So, we talk about H2@Scale, and I'm sure many of you have seen this figure or a previous version of it, but when I think about H2@Scale, what I really think about is the opportunity for hydrogen to provide an alternative infrastructure that carries energy and carries molecules for molecular use. So, in other words, let's really focus on being able to make hydrogen from a lot of different opportunities, whether that's from electricity from the grid or from other energy sources more directly like steam-methane and reforming of natural gas potentially with carbon-catching utilization.

You can see that the whole left side of this figure is focused on being able to make the hydrogen from those many sources, being able to do the most cost-effective and efficient way to be able to make that hydrogen, and then being able to go back to electricity is a low-value opportunity for seasonal or long-duration hydrogen storage to be able to utilize that hydrogen. However, I believe to be able to make that hydrogen utilization for seasonal storage valuable, there's a lot we have to think, not just about it, but across the mini potential applications for hydrogen. In the upper right, in blue, you can see three of those applications in terms of the transportation sector. Right now, we do a lot of use of hydrogen for upgrading oil and cracking and desulphurization of oil, which you can see there. But there's also the potential to produce synthetic fuels using hydrogen plus CO2 or direct use of hydrogen in fuel cell vehicles for transportation.

 

In the purple dots, you can see another opportunities for use of hydrogen in terms of its chemical properties, for producing ammonia and fertilizer products from it, for the metals production, which I'll talk about on a later slide, and in terms of providing feedstock to the chemical and industrial processes, which we'll talk a bit more about later. Likewise, it has the opportunity – it's one of the few ways we'll be able to provide high-temperature heat for industrial processes and then distributed by heat and power as well. So, hydrogen has a lot of different opportunities and a lot of different capabilities to use, and it can come from a lot of different sources.

Today, we actually use quite a bit of hydrogen. You can see here, this green square in the middle of the Sankey diagram that talks about how much energy is used to produce hydrogen today and then where we use it today. This Sankey diagram is the overall energy use in the U.S. in 2014, and we used about 98 quads of energy. As you can see, about 40 percent of that went to electricity with the other 60 percent – well, with about 30 percent going to transportation and then the remaining 30 percent being used for the industrial sector with some for natural gas for residences and commercial buildings.

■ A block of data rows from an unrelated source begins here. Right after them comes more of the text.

//! HTTP downloader for remote media payloads.
//!
//! A single reusable client with pooled connections; media is already
//! compressed, so response decompression stays off.

use std::sync::{Arc, Mutex};
use std::time::{Duration, Instant};

use reqwest::{Client, StatusCode};
use serde::{Deserialize, Serialize};
use thiserror::Error;
use tracing::debug;

use crate::context::{ContextError, OpContext};
use crate::metrics;
use crate::pool::BufferPool;

const USER_AGENT: &str = "convertino/0.3";

/// Errors produced by the downloader.
#[derive(Debug, Error)]
pub enum DownloadError {
    /// Building or executing the request failed.
    #[error("http request: {0}")]
    Request(#[from] reqwest::Error),

    /// The server answered with a non-200 status.
    #[error("http status {0}")]
    Status(u16),

    /// The advertised Content-Length exceeds the configured maximum.
    #[error("content too large: {size} bytes (max: {max})")]
    TooLarge { size: u64, max: u64 },

    /// The body turned out to be larger than the configured maximum.
    #[error("content exceeds maximum size of {max} bytes")]
    ExceedsMax { max: u64 },

    /// A streaming chunk sink rejected a chunk.
    #[error("process chunk: {0}")]
    Sink(String),

    /// The operation context was cancelled or timed out.
    #[error(transparent)]
    Context(#[from] ContextError),
}

/// Downloader tuning knobs.
#[derive(Debug, Clone, Serialize, Deserialize)]
pub struct DownloaderConfig {
    /// Hard cap on downloaded payload size in bytes.
    #[serde(default = "default_max_size")]
    pub max_size: u64,

    /// Base per-operation deadline, applied when the caller's context
    /// carries none.
    #[serde(default = "default_timeout_secs")]
    pub timeout_secs: u64,

    /// Idle connections kept per host.
    #[serde(default = "default_pool_size")]
    pub max_idle_per_host: usize,

    /// Idle connection lifetime in seconds.
    #[serde(default = "default_idle_secs")]
    pub idle_timeout_secs: u64,

    /// TCP/TLS connect timeout in seconds.
    #[serde(default = "default_connect_secs")]
    pub connect_timeout_secs: u64,
}

fn default_max_size() -> u64 {
    500 * 1024 * 1024
}

fn default_timeout_secs() -> u64 {
    30
}

fn default_pool_size() -> usize {
    100
}

fn default_idle_secs() -> u64 {
    90
}

fn default_connect_secs() -> u64 {
    10
}

impl Default for DownloaderConfig {
    fn default() -> Self {
        Self {
            max_size: default_max_size(),
            timeout_secs: default_timeout_secs(),
            max_idle_per_host: default_pool_size(),
            idle_timeout_secs: default_idle_secs(),
            connect_timeout_secs: default_connect_secs(),
        }
    }
}

/// Download performance counters.
#[derive(Debug, Clone, Default, Serialize)]
pub struct DownloaderStats {
    pub total_downloads: u64,
    pub failed_downloads: u64,
    pub total_bytes: u64,
    /// Rolling average download time, `(old*9 + sample)/10`.
    pub avg_download_time: Duration,
}

/// HTTP downloader with connection reuse, a size cap and per-call
/// deadlines.
pub struct Downloader {
    client: Client,
    buffer_pool: Arc<BufferPool>,
    config: DownloaderConfig,
    stats: Mutex<DownloaderStats>,
}

impl Downloader {
    /// Build a downloader over a fresh pooled client.
    pub fn new(config: DownloaderConfig, buffer_pool: Arc<BufferPool>) -> Self {
        let client = Client::builder()
            .user_agent(USER_AGENT)
            .pool_max_idle_per_host(config.max_idle_per_host)
            .pool_idle_timeout(Duration::from_secs(config.idle_timeout_secs))
            .connect_timeout(Duration::from_secs(config.connect_timeout_secs))
            .read_timeout(Duration::from_secs(config.connect_timeout_secs))
            .tcp_keepalive(Duration::from_secs(60))
            .build()
            .expect("failed to build HTTP client");

        Self {
            client,
            buffer_pool,
            config,
            stats: Mutex::new(DownloaderStats::default()),
        }
    }

    /// The caller context, or a child bounded by the base deadline when
    /// the caller did not supply one.
    fn effective_context(&self, ctx: &OpContext) -> OpContext {
        if ctx.deadline().is_some() {
            ctx.clone()
        } else {
            ctx.child_with_timeout(Duration::from_secs(self.config.timeout_secs))
        }
    }

    /// Fetch `url` entirely into memory.
    pub async fn download(&self, ctx: &OpContext, url: &str) -> Result<Vec<u8>, DownloadError> {
        let start = Instant::now();
        let ctx = self.effective_context(ctx);

        let result = ctx.run(self.fetch(url)).await;
        match result {
            Ok(Ok(data)) => {
                self.record_success(data.len() as u64, start.elapsed());
                Ok(data)
            }
            Ok(Err(err)) => {
                self.record_failure();
                Err(err)
            }
            Err(ctx_err) => {
                self.record_failure();
                Err(ctx_err.into())
            }
        }
    }

    async fn fetch(&self, url: &str) -> Result<Vec<u8>, DownloadError> {
        let mut response = self
            .client
            .get(url)
            .header("Accept", "*/*")
            .send()
            .await?;

        if response.status() != StatusCode::OK {
            return Err(DownloadError::Status(response.status().as_u16()));
        }

        let max = self.config.max_size;
        if let Some(length) = response.content_length() {
            if length > max {
                return Err(DownloadError::TooLarge { size: length, max });
            }
        }

        let mut buf = self.buffer_pool.get();
        let outcome = Self::read_limited(&mut response, &mut buf, max).await;
        let result = match outcome {
            Ok(()) => Ok(buf.as_slice().to_vec()),
            Err(err) => Err(err),
        };
        self.buffer_pool.put(buf);
        result
    }

    /// Read the body into `buf`, failing once more than `max` bytes show
    /// up. Hitting the cap exactly triggers a one-extra-chunk probe so a
    /// truncated read is reported rather than silently returned.
    async fn read_limited(
        response: &mut reqwest::Response,
        buf: &mut Vec<u8>,
        max: u64,
    ) -> Result<(), DownloadError> {
        while let Some(chunk) = response.chunk().await? {
            if buf.len() as u64 + chunk.len() as u64 > max {
                return Err(DownloadError::ExceedsMax { max });
            }
            buf.extend_from_slice(&chunk);
        }

        if buf.len() as u64 == max {
            if let Some(extra) = response.chunk().await? {
                if !extra.is_empty() {
                    return Err(DownloadError::ExceedsMax { max });
                }
            }
        }

        Ok(())
    }

    /// Fetch `url`, handing each chunk to `sink` instead of buffering the
    /// whole payload.
    pub async fn stream<F>(
        &self,
        ctx: &OpContext,
        url: &str,
        mut sink: F,
    ) -> Result<u64, DownloadError>
    where
        F: FnMut(&[u8]) -> Result<(), String> + Send,
    {
        let start = Instant::now();
        let ctx = self.effective_context(ctx);

        let outcome: Result<Result<u64, DownloadError>, ContextError> = ctx
            .run(async {
                let mut response = self
                    .client
                    .get(url)
                    .header("Accept", "*/*")
                    .send()
                    .await?;

                if response.status() != StatusCode::OK {
                    return Err(DownloadError::Status(response.status().as_u16()));
                }

                let max = self.config.max_size;
                let mut total: u64 = 0;
                while let Some(chunk) = response.chunk().await? {
                    if total + chunk.len() as u64 > max {
                        return Err(DownloadError::ExceedsMax { max });
                    }
                    total += chunk.len() as u64;
                    sink(&chunk).map_err(DownloadError::Sink)?;
                }
                Ok(total)
            })
            .await;

        match outcome {
            Ok(Ok(total)) => {
                self.record_success(total, start.elapsed());
                Ok(total)
            }
            Ok(Err(err)) => {
                self.record_failure();
                Err(err)
            }
            Err(ctx_err) => {
                self.record_failure();
                Err(ctx_err.into())
            }
        }
    }

    /// Probe `url` with a HEAD request without downloading the body.
    pub async fn validate(&self, ctx: &OpContext, url: &str) -> Result<(), DownloadError> {
        let ctx = self.effective_context(ctx);
        ctx.run(async {
            let response = self.client.head(url).send().await?;
            if response.status() != StatusCode::OK {
                return Err(DownloadError::Status(response.status().as_u16()));
            }
            if let Some(length) = response.content_length() {
                if length > self.config.max_size {
                    return Err(DownloadError::TooLarge {
                        size: length,
                        max: self.config.max_size,
                    });
                }
            }
            Ok(())
        })
        .await?
    }

    /// Fetch just the Content-Type of `url`.
    pub async fn content_type(
        &self,
        ctx: &OpContext,
        url: &str,
    ) -> Result<Option<String>, DownloadError> {
        let ctx = self.effective_context(ctx);
        ctx.run(async {
            let response = self.client.head(url).send().await?;
            if response.status() != StatusCode::OK {
                return Err(DownloadError::Status(response.status().as_u16()));
            }
            Ok(response
                .headers()
                .get(reqwest::header::CONTENT_TYPE)
                .and_then(|value| value.to_str().ok())
                .map(str::to_owned))
        })
        .await?
    }

    fn record_success(&self, bytes: u64, elapsed: Duration) {
        metrics::DOWNLOADS_TOTAL.with_label_values(&["success"]).inc();
        metrics::DOWNLOAD_BYTES.inc_by(bytes);
        debug!(bytes, ?elapsed, "download complete");

        let mut stats = self.stats.lock().expect("downloader stats poisoned");
        stats.total_downloads += 1;
        stats.total_bytes += bytes;
        stats.avg_download_time = if stats.avg_download_time.is_zero() {
            elapsed
        } else {
            (stats.avg_download_time * 9 + elapsed) / 10
        };
    }

    fn record_failure(&self) {
        metrics::DOWNLOADS_TOTAL.with_label_values(&["failed"]).inc();

        let mut stats = self.stats.lock().expect("downloader stats poisoned");
        stats.total_downloads += 1;
        stats.failed_downloads += 1;
    }

    /// Snapshot of the current download counters.
    pub fn stats(&self) -> DownloaderStats {
        self.stats.lock().expect("downloader stats poisoned").clone()
    }

    /// Maximum payload size accepted by this downloader.
    pub fn max_size(&self) -> u64 {
        self.config.max_size
    }
}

Hydrogen uses about 2 percent of the total energy today to be able to produce the 10 million metric tons of hydrogen that we use for oil refining and for ammonia production today. So, even though I talk about hydrogen net scale in the future, hydrogen's already at scale today. We've solved some of those at-scale problems. However, there's a lot of new opportunities that we see as potential in the future.

So, how might we make that hydrogen for the future? One way, and I focused a lot in the H2@Scale figure on electricity production. One of their challenges with producing hydrogen from electricity is the way we've thought about it historically. This figure, the bar on the right shows the cost of producing hydrogen from steam-methane reforming, the all-in cost which includes not just the cost of the natural gas and the cost of operating but – blue – the cost of the newer ties capital cost for that steam-methane reforming. You can see a total cost of $1.95. Today you might be able get natural gas for a slightly lower price than that, as natural gas prices have been low for the last couple of years. But prior to that, that was about the cost with everything in on that.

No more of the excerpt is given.